___ SOURCE MATERIAL

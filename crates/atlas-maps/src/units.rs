//! Block and grid units, and the world extent covered by the control maps.

/// Width of one generation grid cell, in blocks.
pub const GRID_WIDTH_IN_BLOCKS: i32 = 128;

/// Convert a length in blocks to grid units.
#[inline]
pub fn blocks_to_grid(blocks: i32) -> f64 {
    blocks as f64 / GRID_WIDTH_IN_BLOCKS as f64
}

/// Half-extent of the world covered by every control map, in blocks.
///
/// The raster center sits on the world origin and its edges sit at
/// `±radius`. All fields sampled together must share one `WorldScale`.
#[derive(Clone, Copy, Debug, PartialEq, Eq, Hash)]
pub struct WorldScale {
    radius_blocks_x: i32,
    radius_blocks_z: i32,
}

impl WorldScale {
    /// Build from world radii in blocks. Radii below one block are raised to one.
    pub fn from_radii(radius_blocks_x: i32, radius_blocks_z: i32) -> Self {
        Self {
            radius_blocks_x: radius_blocks_x.max(1),
            radius_blocks_z: radius_blocks_z.max(1),
        }
    }

    /// Build from world diameters in blocks (the configured world scales).
    pub fn from_diameters(horizontal_blocks: i32, vertical_blocks: i32) -> Self {
        Self::from_radii(horizontal_blocks / 2, vertical_blocks / 2)
    }

    /// Horizontal radius in blocks.
    pub fn radius_blocks_x(&self) -> i32 {
        self.radius_blocks_x
    }

    /// Vertical radius in blocks.
    pub fn radius_blocks_z(&self) -> i32 {
        self.radius_blocks_z
    }

    /// Horizontal radius in grid units.
    pub fn radius_grid_x(&self) -> f64 {
        blocks_to_grid(self.radius_blocks_x)
    }

    /// Vertical radius in grid units.
    pub fn radius_grid_z(&self) -> f64 {
        blocks_to_grid(self.radius_blocks_z)
    }
}

impl From<&atlas_config::GenerationConfig> for WorldScale {
    fn from(config: &atlas_config::GenerationConfig) -> Self {
        Self::from_diameters(config.horizontal_world_scale, config.vertical_world_scale)
    }
}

______

** THE PROBLEM **
Your answer must be an exact transcription of the lines from the one containing "blocks_to_grid(self.radius_blocks_z)" through the last line of the records above, and nothing else.

** FINAL ANSWER **
        blocks_to_grid(self.radius_blocks_z)
    }
}

impl From<&atlas_config::GenerationConfig> for WorldScale {
    fn from(config: &atlas_config::GenerationConfig) -> Self {
        Self::from_diameters(config.horizontal_world_scale, config.vertical_world_scale)
    }
}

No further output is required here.